**Required work**
For every record below, write out an exact copy.

**Stored items**
====

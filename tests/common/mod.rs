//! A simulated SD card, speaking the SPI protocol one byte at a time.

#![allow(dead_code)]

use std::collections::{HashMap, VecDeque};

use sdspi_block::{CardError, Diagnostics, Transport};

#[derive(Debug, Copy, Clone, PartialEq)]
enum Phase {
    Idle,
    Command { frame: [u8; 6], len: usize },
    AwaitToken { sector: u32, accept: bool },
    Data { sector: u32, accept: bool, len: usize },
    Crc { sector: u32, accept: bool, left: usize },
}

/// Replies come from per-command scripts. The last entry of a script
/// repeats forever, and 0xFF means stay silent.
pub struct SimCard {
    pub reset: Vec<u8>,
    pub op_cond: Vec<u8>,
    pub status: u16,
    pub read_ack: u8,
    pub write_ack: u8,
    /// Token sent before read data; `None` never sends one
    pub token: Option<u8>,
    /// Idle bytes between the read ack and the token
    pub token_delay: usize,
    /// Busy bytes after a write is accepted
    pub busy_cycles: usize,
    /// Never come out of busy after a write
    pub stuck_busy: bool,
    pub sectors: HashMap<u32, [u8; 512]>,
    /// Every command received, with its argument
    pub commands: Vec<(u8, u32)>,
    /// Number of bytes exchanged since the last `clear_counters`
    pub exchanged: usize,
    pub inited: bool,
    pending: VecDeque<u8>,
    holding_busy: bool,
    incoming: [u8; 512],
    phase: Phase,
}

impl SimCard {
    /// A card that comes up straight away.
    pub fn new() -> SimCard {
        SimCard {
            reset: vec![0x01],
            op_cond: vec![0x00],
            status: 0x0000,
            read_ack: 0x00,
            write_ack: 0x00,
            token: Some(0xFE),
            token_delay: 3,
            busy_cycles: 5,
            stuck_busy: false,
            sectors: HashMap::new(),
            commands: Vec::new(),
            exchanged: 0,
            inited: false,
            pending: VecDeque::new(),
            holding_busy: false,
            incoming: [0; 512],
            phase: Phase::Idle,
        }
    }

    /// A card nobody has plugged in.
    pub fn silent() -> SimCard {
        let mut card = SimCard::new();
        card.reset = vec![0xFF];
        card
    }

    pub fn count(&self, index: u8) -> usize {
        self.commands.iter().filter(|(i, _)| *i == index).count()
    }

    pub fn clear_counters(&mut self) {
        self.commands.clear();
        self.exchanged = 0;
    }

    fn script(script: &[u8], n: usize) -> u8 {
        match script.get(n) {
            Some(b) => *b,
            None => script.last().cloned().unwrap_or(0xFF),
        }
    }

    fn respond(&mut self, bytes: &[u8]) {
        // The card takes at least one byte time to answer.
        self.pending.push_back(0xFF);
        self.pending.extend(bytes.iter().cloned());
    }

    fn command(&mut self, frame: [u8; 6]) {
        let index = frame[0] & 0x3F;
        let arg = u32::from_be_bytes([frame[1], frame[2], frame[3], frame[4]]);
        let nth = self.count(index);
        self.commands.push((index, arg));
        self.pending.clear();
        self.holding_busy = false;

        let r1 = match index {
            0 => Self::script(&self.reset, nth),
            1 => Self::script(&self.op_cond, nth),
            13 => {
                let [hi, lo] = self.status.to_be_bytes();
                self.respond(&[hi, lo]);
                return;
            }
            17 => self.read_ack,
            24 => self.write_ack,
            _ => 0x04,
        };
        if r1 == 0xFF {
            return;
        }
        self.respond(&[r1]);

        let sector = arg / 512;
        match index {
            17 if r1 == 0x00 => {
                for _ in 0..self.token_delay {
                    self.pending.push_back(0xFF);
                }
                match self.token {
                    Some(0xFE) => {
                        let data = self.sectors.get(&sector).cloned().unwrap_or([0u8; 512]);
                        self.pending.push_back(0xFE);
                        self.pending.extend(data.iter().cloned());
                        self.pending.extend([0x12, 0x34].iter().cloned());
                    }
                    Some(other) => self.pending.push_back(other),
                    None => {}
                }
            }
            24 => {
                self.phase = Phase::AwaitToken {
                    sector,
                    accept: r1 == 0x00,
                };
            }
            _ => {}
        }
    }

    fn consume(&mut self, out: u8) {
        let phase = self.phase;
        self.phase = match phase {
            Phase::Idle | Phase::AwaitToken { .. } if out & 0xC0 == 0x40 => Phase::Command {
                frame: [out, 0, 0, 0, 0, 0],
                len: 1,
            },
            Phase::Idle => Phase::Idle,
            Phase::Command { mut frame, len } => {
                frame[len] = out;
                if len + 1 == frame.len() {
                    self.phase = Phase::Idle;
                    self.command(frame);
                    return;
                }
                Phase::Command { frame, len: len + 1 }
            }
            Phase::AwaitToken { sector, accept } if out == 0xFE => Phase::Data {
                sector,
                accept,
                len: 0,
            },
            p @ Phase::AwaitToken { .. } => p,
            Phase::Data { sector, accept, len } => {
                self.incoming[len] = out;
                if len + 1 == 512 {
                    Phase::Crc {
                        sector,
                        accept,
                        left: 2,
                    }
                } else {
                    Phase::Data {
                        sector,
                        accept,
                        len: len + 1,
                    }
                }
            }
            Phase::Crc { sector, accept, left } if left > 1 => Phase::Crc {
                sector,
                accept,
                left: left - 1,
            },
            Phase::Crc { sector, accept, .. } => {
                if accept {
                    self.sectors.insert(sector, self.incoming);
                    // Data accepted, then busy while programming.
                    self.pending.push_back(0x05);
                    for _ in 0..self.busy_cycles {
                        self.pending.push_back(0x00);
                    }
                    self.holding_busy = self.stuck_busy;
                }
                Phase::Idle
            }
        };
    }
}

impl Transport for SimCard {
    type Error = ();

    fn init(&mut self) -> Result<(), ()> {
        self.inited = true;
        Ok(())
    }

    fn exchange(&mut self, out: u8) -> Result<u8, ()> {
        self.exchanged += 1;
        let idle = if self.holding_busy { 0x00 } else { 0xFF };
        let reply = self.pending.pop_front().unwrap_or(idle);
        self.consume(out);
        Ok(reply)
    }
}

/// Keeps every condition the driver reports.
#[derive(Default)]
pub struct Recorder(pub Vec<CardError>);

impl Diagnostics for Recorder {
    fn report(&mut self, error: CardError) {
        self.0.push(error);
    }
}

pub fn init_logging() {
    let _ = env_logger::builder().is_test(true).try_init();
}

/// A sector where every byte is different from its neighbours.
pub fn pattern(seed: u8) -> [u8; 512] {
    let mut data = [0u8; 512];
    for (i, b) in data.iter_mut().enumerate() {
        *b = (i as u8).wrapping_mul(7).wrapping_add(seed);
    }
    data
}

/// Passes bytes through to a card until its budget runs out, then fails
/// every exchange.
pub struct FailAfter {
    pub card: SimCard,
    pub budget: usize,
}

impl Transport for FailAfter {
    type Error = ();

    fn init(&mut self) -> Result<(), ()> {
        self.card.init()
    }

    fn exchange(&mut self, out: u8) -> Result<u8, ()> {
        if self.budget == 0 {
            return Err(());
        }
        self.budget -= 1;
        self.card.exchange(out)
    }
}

====

**Reply**
filename tests/common/mod.rs
//! A simulated SD card, speaking the SPI protocol one byte at a time.

#![allow(dead_code)]

use std::collections::{HashMap, VecDeque};

use sdspi_block::{CardError, Diagnostics, Transport};

#[derive(Debug, Copy, Clone, PartialEq)]
enum Phase {
    Idle,
    Command { frame: [u8; 6], len: usize },
    AwaitToken { sector: u32, accept: bool },
    Data { sector: u32, accept: bool, len: usize },
    Crc { sector: u32, accept: bool, left: usize },
}

/// Replies come from per-command scripts. The last entry of a script
/// repeats forever, and 0xFF means stay silent.
pub struct SimCard {
    pub reset: Vec<u8>,
    pub op_cond: Vec<u8>,
    pub status: u16,
    pub read_ack: u8,
    pub write_ack: u8,
    /// Token sent before read data; `None` never sends one
    pub token: Option<u8>,
    /// Idle bytes between the read ack and the token
    pub token_delay: usize,
    /// Busy bytes after a write is accepted
    pub busy_cycles: usize,
    /// Never come out of busy after a write
    pub stuck_busy: bool,
    pub sectors: HashMap<u32, [u8; 512]>,
    /// Every command received, with its argument
    pub commands: Vec<(u8, u32)>,
    /// Number of bytes exchanged since the last `clear_counters`
    pub exchanged: usize,
    pub inited: bool,
    pending: VecDeque<u8>,
    holding_busy: bool,
    incoming: [u8; 512],
    phase: Phase,
}

impl SimCard {
    /// A card that comes up straight away.
    pub fn new() -> SimCard {
        SimCard {
            reset: vec![0x01],
            op_cond: vec![0x00],
            status: 0x0000,
            read_ack: 0x00,
            write_ack: 0x00,
            token: Some(0xFE),
            token_delay: 3,
            busy_cycles: 5,
            stuck_busy: false,
            sectors: HashMap::new(),
            commands: Vec::new(),
            exchanged: 0,
            inited: false,
            pending: VecDeque::new(),
            holding_busy: false,
            incoming: [0; 512],
            phase: Phase::Idle,
        }
    }

    /// A card nobody has plugged in.
    pub fn silent() -> SimCard {
        let mut card = SimCard::new();
        card.reset = vec![0xFF];
        card
    }

    pub fn count(&self, index: u8) -> usize {
        self.commands.iter().filter(|(i, _)| *i == index).count()
    }

    pub fn clear_counters(&mut self) {
        self.commands.clear();
        self.exchanged = 0;
    }

    fn script(script: &[u8], n: usize) -> u8 {
        match script.get(n) {
            Some(b) => *b,
            None => script.last().cloned().unwrap_or(0xFF),
        }
    }

    fn respond(&mut self, bytes: &[u8]) {
        // The card takes at least one byte time to answer.
        self.pending.push_back(0xFF);
        self.pending.extend(bytes.iter().cloned());
    }

    fn command(&mut self, frame: [u8; 6]) {
        let index = frame[0] & 0x3F;
        let arg = u32::from_be_bytes([frame[1], frame[2], frame[3], frame[4]]);
        let nth = self.count(index);
        self.commands.push((index, arg));
        self.pending.clear();
        self.holding_busy = false;

        let r1 = match index {
            0 => Self::script(&self.reset, nth),
            1 => Self::script(&self.op_cond, nth),
            13 => {
                let [hi, lo] = self.status.to_be_bytes();
                self.respond(&[hi, lo]);
                return;
            }
            17 => self.read_ack,
            24 => self.write_ack,
            _ => 0x04,
        };
        if r1 == 0xFF {
            return;
        }
        self.respond(&[r1]);

        let sector = arg / 512;
        match index {
            17 if r1 == 0x00 => {
                for _ in 0..self.token_delay {
                    self.pending.push_back(0xFF);
                }
                match self.token {
                    Some(0xFE) => {
                        let data = self.sectors.get(&sector).cloned().unwrap_or([0u8; 512]);
                        self.pending.push_back(0xFE);
                        self.pending.extend(data.iter().cloned());
                        self.pending.extend([0x12, 0x34].iter().cloned());
                    }
                    Some(other) => self.pending.push_back(other),
                    None => {}
                }
            }
            24 => {
                self.phase = Phase::AwaitToken {
                    sector,
                    accept: r1 == 0x00,
                };
            }
            _ => {}
        }
    }

    fn consume(&mut self, out: u8) {
        let phase = self.phase;
        self.phase = match phase {
            Phase::Idle | Phase::AwaitToken { .. } if out & 0xC0 == 0x40 => Phase::Command {
                frame: [out, 0, 0, 0, 0, 0],
                len: 1,
            },
            Phase::Idle => Phase::Idle,
            Phase::Command { mut frame, len } => {
                frame[len] = out;
                if len + 1 == frame.len() {
                    self.phase = Phase::Idle;
                    self.command(frame);
                    return;
                }
                Phase::Command { frame, len: len + 1 }
            }
            Phase::AwaitToken { sector, accept } if out == 0xFE => Phase::Data {
                sector,
                accept,
                len: 0,
            },
            p @ Phase::AwaitToken { .. } => p,
            Phase::Data { sector, accept, len } => {
                self.incoming[len] = out;
                if len + 1 == 512 {
                    Phase::Crc {
                        sector,
                        accept,
                        left: 2,
                    }
                } else {
                    Phase::Data {
                        sector,
                        accept,
                        len: len + 1,
                    }
                }
            }
            Phase::Crc { sector, accept, left } if left > 1 => Phase::Crc {
                sector,
                accept,
                left: left - 1,
            },
            Phase::Crc { sector, accept, .. } => {
                if accept {
                    self.sectors.insert(sector, self.incoming);
                    // Data accepted, then busy while programming.
                    self.pending.push_back(0x05);
                    for _ in 0..self.busy_cycles {
                        self.pending.push_back(0x00);
                    }
                    self.holding_busy = self.stuck_busy;
                }
                Phase::Idle
            }
        };
    }
}

impl Transport for SimCard {
    type Error = ();

    fn init(&mut self) -> Result<(), ()> {
        self.inited = true;
        Ok(())
    }

    fn exchange(&mut self, out: u8) -> Result<u8, ()> {
        self.exchanged += 1;
        let idle = if self.holding_busy { 0x00 } else { 0xFF };
        let reply = self.pending.pop_front().unwrap_or(idle);
        self.consume(out);
        Ok(reply)
    }
}

/// Keeps every condition the driver reports.
#[derive(Default)]
pub struct Recorder(pub Vec<CardError>);

impl Diagnostics for Recorder {
    fn report(&mut self, error: CardError) {
        self.0.push(error);
    }
}

pub fn init_logging() {
    let _ = env_logger::builder().is_test(true).try_init();
}

/// A sector where every byte is different from its neighbours.
pub fn pattern(seed: u8) -> [u8; 512] {
    let mut data = [0u8; 512];
    for (i, b) in data.iter_mut().enumerate() {
        *b = (i as u8).wrapping_mul(7).wrapping_add(seed);
    }
    data
}

/// Passes bytes through to a card until its budget runs out, then fails
/// every exchange.
pub struct FailAfter {
    pub card: SimCard,
    pub budget: usize,
}

impl Transport for FailAfter {
    type Error = ();

    fn init(&mut self) -> Result<(), ()> {
        self.card.init()
    }

    fn exchange(&mut self, out: u8) -> Result<u8, ()> {
        if self.budget == 0 {
            return Err(());
        }
        self.budget -= 1;
        self.card.exchange(out)
    }
}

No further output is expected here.